The inn’s two-and-a-half-story form is simple at first glance. That modesty is part of its appeal. Its hand-made bricks were dried in the sun on the property. Its timbers were hewn from the farm around it. Taken together, the place is an unusually intact example of early roadside architecture in central Ohio.

A Settler with Ambition

Marcus Curtiss didn’t drift into Delaware County. He arrived with a plan. Born in Connecticut in 1780, he married Caty Newell in 1804, then headed west with his brother Jeremiah’s family four years later. By 1809, he was living in a log cabin near Big Walnut Creek on land he later bought from Col. Moses Byxbe, one of Delaware’s founders.

Curtiss served a short military stint during the War of 1812, then returned to the work he clearly preferred: building a farm and shaping a small community around it. By the 1820s he owned more than 680 acres. He made bricks, cut timber, and began imagining something bigger than a homestead.

A Tavern, a Post Office, and a Lifeline on the Road

In October 1825, Ohio and Delaware County licensed Curtiss to operate a tavern for a year. That license, combined with his appointment as postmaster, turned the house into a small regional hub. He filed reports as early as 1826 and was still handling mail in 1834 when Galena attempted to launch its own office.

Stagecoaches between Mt. Vernon and Columbus stopped at the house twice a day. It wasn’t glamorous. Travelers followed rules that feel half-charming and half-practical today: no smoking in the coach, take turns using the water jug, and if you get stuck in the mud, everyone climbs out and pushes. Even so, those stops brought life and trade to the area in a time when Ohio’s transportation network relied on rough roads, scattered inns, and personal resilience.

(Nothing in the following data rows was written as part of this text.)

impl DslDictionary {
    /// Open an index file. The header and dictionary name are read
    /// eagerly (a bad or outdated index fails here); everything else
    /// waits for the first request.
    pub fn open(
        index_path: &Path,
        files: DictionaryFiles,
        config: DslConfig,
    ) -> Result<DslDictionary> {
        let mut idx = File::open(index_path)?;
        let header = IdxHeader::read(&mut idx).map_err(|_| {
            DslError::IndexOldOrBad("index header is truncated".to_string())
        })?;
        if header.signature != SIGNATURE {
            return Err(DslError::IndexOldOrBad("bad signature".to_string()));
        }
        if header.format_version != CURRENT_FORMAT_VERSION {
            return Err(DslError::IndexOldOrBad(format!(
                "format version {} (current is {})",
                header.format_version, CURRENT_FORMAT_VERSION
            )));
        }
        let encoding = DslEncoding::try_from(header.dsl_encoding)?;

        let name = read_prefixed_string(&mut idx)?;
        let preferred_sound_dictionary = if header.has_sound_dictionary_name != 0 {
            read_prefixed_string(&mut idx)?
        } else {
            String::new()
        };

        let (resource_dir1, resource_dir2) = html::resource_dirs(&files.main);

        Ok(DslDictionary {
            id: make_dictionary_id(&files),
            index_path: index_path.to_path_buf(),
            files,
            config,
            header,
            encoding,
            name,
            preferred_sound_dictionary,
            resource_dir1,
            resource_dir2,
            state: OnceLock::new(),
        })
    }

    pub fn id(&self) -> &str {
        &self.id
    }

    pub fn name(&self) -> &str {
        &self.name
    }

    pub fn article_count(&self) -> u32 {
        self.header.article_count
    }

    pub fn word_count(&self) -> u32 {
        self.header.word_count
    }

    pub fn lang_from(&self) -> u32 {
        self.header.lang_from
    }

    pub fn lang_to(&self) -> u32 {
        self.header.lang_to
    }

    pub fn main_file(&self) -> &Path {
        &self.files.main
    }

    /// Run the deferred initialization once; afterwards every caller
    /// observes the same outcome. A failed init is captured as a string
    /// and returned as `InitFailed` forever after.
    fn ensure_init(&self) -> Result<&DictState> {
        let state = self
            .state
            .get_or_init(|| self.do_deferred_init().map_err(|e| e.to_string()));
        match state {
            Ok(state) => Ok(state),
            Err(message) => Err(DslError::InitFailed(message.clone())),
        }
    }

    fn do_deferred_init(&self) -> Result<DictState> {
        debug!("Deferred init of dictionary {}", self.name);
        let mut idx = File::open(&self.index_path)?;

        // Open the .dsl file.
        let dz = DzReader::open(&self.files.main)?;

        // Read the abbreviation table, if any.
        let mut abrv = HashMap::new();
        if self.header.has_abrv != 0 {
            let block = ChunkReader::get_block(&mut idx, self.header.abrv_address)?;
            let mut reader = &block[..];
            let total = reader.read_u32::<LittleEndian>()?;
            debug!("Loading {} abbreviations", total);
            for _ in 0..total {
                let key = read_sized(&mut reader)?;
                let value = read_sized(&mut reader)?;
                abrv.insert(key, value);
            }
        }

        let index = BtreeIndex::new(IndexInfo {
            btree_max_elements: self.header.index_btree_max_elements,
            root_offset: self.header.index_root_offset,
        });
        let zip_index = BtreeIndex::new(IndexInfo {
            btree_max_elements: self.header.zip_index_btree_max_elements,
            root_offset: self.header.zip_index_root_offset,
        });

        // Open the resource archive when the index says one took part in
        // the build.
        let resource_zip = if self.header.has_zip_file != 0 && zip_index.is_present() {
            match &self.files.zip {
                Some(zip_path) => Some(IndexedZip::open(zip_path)?),
                None => None,
            }
        } else {
            None
        };

        Ok(DictState {
            idx: Mutex::new(idx),
            dz: Mutex::new(dz),
            resource_zip: Mutex::new(resource_zip),
            abrv,
            index,
            zip_index,
        })
    }

    /// Exact headword lookup in the article B-tree.
    pub fn find_articles(
        &self,
        word: &str,
        ignore_diacritics: bool,
    ) -> Result<Vec<WordArticleLink>> {
        let state = self.ensure_init()?;
        let mut idx = state.idx.lock()?;
        state.index.find_articles(&mut idx, word, ignore_diacritics)
    }

    /// Prefix search over the article B-tree, for the search UI.
    pub fn get_search_results(&self, prefix: &str, limit: usize) -> Result<Vec<WordArticleLink>> {
        let state = self.ensure_init()?;
        let mut idx = state.idx.lock()?;
        state.index.prefix_matches(&mut idx, prefix, limit)
    }

    /// Load and render the articles for `word` (plus `alts`) as HTML.
    /// Returns `Ok(None)` when the request was cancelled; an empty string
    /// means nothing matched.
    pub fn get_article(
        &self,
        word: &str,
        alts: &[String],
        ignore_diacritics: bool,
        cancel: &CancelFlag,
    ) -> Result<Option<String>> {
        if cancel.is_cancelled() {
            return Ok(None);
        }
        let state = self.ensure_init()?;

        let mut chain = {
            let mut idx = state.idx.lock()?;
            let mut chain = state.index.find_articles(&mut idx, word, ignore_diacritics)?;
            for alt in alts {
                chain.extend(state.index.find_articles(&mut idx, alt, ignore_diacritics)?);
            }
            chain
        };
        // Keep chain order deterministic across alt duplicates.
        chain.dedup_by(|a, b| a.article_offset == b.article_offset && a.word == b.word);

        // Some synonyms make the same article appear several times; an
        // article is identified by its block and matched headword ordinal.
        let mut articles_included: HashSet<(u32, u32)> = HashSet::new();

        let word_case_folded = folding::apply_simple_case_only(folding::trim_whitespace(word));

        let sound_dictionary = if self.header.has_sound_dictionary_name != 0 {
            Some(self.preferred_sound_dictionary.as_str())
        } else {
            None
        };
        let mut renderer = HtmlRenderer::new(
            &self.id,
            &self.name,
            &state.abrv,
            self.resource_dir1.clone(),
            self.resource_dir2.clone(),
            containing_folder(&self.files.main),
            state,
            self.config.max_picture_width,
            sound_dictionary,
        );

        let mut result = String::new();
        for link in chain {
            if cancel.is_cancelled() {
                return Ok(None);
            }

            let loaded =
                match self.load_article(state, link.article_offset, &word_case_folded, ignore_diacritics) {
                    Ok(loaded) => loaded,
                    Err(e) => {
                        warn!("Failed loading article from {}: {}", self.name, e);
                        result.push_str("<span class=\"dsl_article\">Article loading error</span>");
                        continue;
                    }
                };

            if !articles_included.insert((link.article_offset, loaded.headword_index)) {
                continue; // We already have this article in the body.
            }

            renderer.next_article();

            let mut displayed = loaded.displayed_headword.clone();
            if displayed.is_empty() || displayed.starts_with(|c| markup::is_dsl_ws(c)) {
                displayed = word.to_string(); // Embedded-card special case.
            }

            result.push_str("<div class=\"dsl_article\">");
            result.push_str("<div class=\"dsl_headwords\"");
            if is_rtl(self.header.lang_from) {
                result.push_str(" dir=\"rtl\"");
            }
            result.push_str("><p>");
            if displayed == "<" {
                // The renderer can't pass a bare "<" through untouched.
                result.push('<');
            } else {
                result.push_str(&renderer.dsl_to_html(&displayed, &displayed));
            }
            result.push_str("</p></div>");

            let body = markup::expand_tildes(&loaded.body, &loaded.tilde_value);

            result.push_str("<div class=\"dsl_definition\"");
            if is_rtl(self.header.lang_to) {
                result.push_str(" dir=\"rtl\"");
            }
            result.push('>');
            result.push_str(&renderer.dsl_to_html(&body, &displayed));
            result.push_str("</div></div>");
        }

        if cancel.is_cancelled() {
            return Ok(None);
        }
        Ok(Some(result))
    }

    /// Load a resource by name, trying the two resource directories, the
    /// containing folder and finally the archive. `Ok(None)` on
    /// cancellation.
    pub fn get_resource(&self, name: &str, cancel: &CancelFlag) -> Result<Option<Vec<u8>>> {
        if cancel.is_cancelled() {
            return Ok(None);
        }
        let state = self.ensure_init()?;

        for dir in [
            &self.resource_dir1,
            &self.resource_dir2,
            &containing_folder(&self.files.main),
        ] {
            if let Ok(data) = std::fs::read(dir.join(name)) {
                return Ok(Some(data));
            }
            if cancel.is_cancelled() {
                return Ok(None);
            }
        }

        if let Some(data) = state.zip_load_file(name) {
            if cancel.is_cancelled() {
                return Ok(None);
            }
            return Ok(Some(data));
        }

        Err(DslError::ResourceMissing(name.to_string()))
    }

    /// Headword and tag-stripped plain text of an article, for the
    /// external full-text index builder.
    pub fn get_article_text(&self, block_id: u32) -> Result<(String, String)> {
        let state = self.ensure_init()?;
        let article_data = match self.read_article_data(state, block_id) {
            Ok(data) => data,
            Err(e) => {
                warn!("Failed reading article text from {}: {}", self.name, e);
                return Ok((String::new(), String::new()));
            }
        };

        let loaded = loader::resolve_article(&article_data, "", false);
        let headword = markup::normalize_headword(&markup::unescape_dsl(&loaded.displayed_headword));
        let body = markup::expand_tildes(&loaded.body, &loaded.tilde_value);
        Ok((headword, strip_markup_for_text(&body)))
    }

    /// Resolve an article block against a requested (case-folded)
    /// headword. Read failures yield a placeholder body rather than an
    /// error, so one bad article cannot poison the dictionary.
    fn load_article(
        &self,
        state: &DictState,
        block_id: u32,
        requested_folded: &str,
        ignore_diacritics: bool,
    ) -> Result<LoadedArticle> {
        let article_data = match self.read_article_data(state, block_id) {
            Ok(data) => data,
            Err(e) => format!("\n\r\t{}", e),
        };
        Ok(loader::resolve_article(
            &article_data,
            requested_folded,
            ignore_diacritics,
        ))
    }

    fn read_article_data(&self, state: &DictState, block_id: u32) -> Result<String> {
        let props = {
            let mut idx = state.idx.lock()?;
            ChunkReader::get_block(&mut idx, block_id)?
        };
        if props.len() < 8 {
            return Err(DslError::InvalidFormat(format!(
                "short article descriptor in block {}",
                block_id
            )));
        }
        let mut reader = &props[..];
        let article_offset = reader.read_u32::<LittleEndian>()?;
        let article_size = reader.read_u32::<LittleEndian>()?;

        let bytes = {
            let mut dz = state.dz.lock()?;
            dz.read(article_offset as u64, article_size as u64)?
        };

        let mut text = encoding::decode(&bytes, self.encoding)?;
        let mut in_comment = false;
        text = markup::strip_comments(&text, &mut in_comment);
        Ok(text)
    }
}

Inside, guests ate and slept among cherry, walnut, and ash finishes, details that hint at Curtiss’s skill and resources. Genoa Township later recognized the building as its first brick house, its first inn, and its first post office.

Legends, Tall Tales, and the Lafayette Question

Family stories claim that the Marquis de Lafayette visited the inn and left behind a gold-handled cane as a token of thanks. It’s a great story, but it collapses under scrutiny. Lafayette never traveled into interior Ohio on his 1824–25 tour. The myth persists because people want their landmarks tied to big names. In this case, the truth is still plenty interesting without the embroidery.

From Yankee Street to Sunbury Road

The inn once overlooked the original course of Big Walnut Creek. When Hoover Reservoir was created, the landscape changed, though the building stayed put. Its orientation still makes sense only if you imagine the old road alignment and the river before the valley was flooded.

In 1967, the Delaware County Historical Society marked the property as significant. Nine years later, it earned a place on the National Register of Historic Places. Today, it remains a private residence, which has probably helped preserve its outward character.

A Window into Early Genoa

What makes the Curtiss Inn worth remembering isn’t fame or grandeur. It’s the way the building ties together threads of early settlement: the Byxbe connection, the shift from frontier farms to organized townships, the role of small taverns in stitching Ohio together during the canal and early road era, and the emergence of local institutions like post offices.

Curtiss’s surviving papers, held by the Delaware County Historical Society, show a man who handled mail, sold goods, kept daybooks, and ran a business in a period when one person often wore five or six hats without thinking twice. The inn reflects that spirit. It was practical. It was ambitious. And it was built to serve people moving through a young region finding its footing.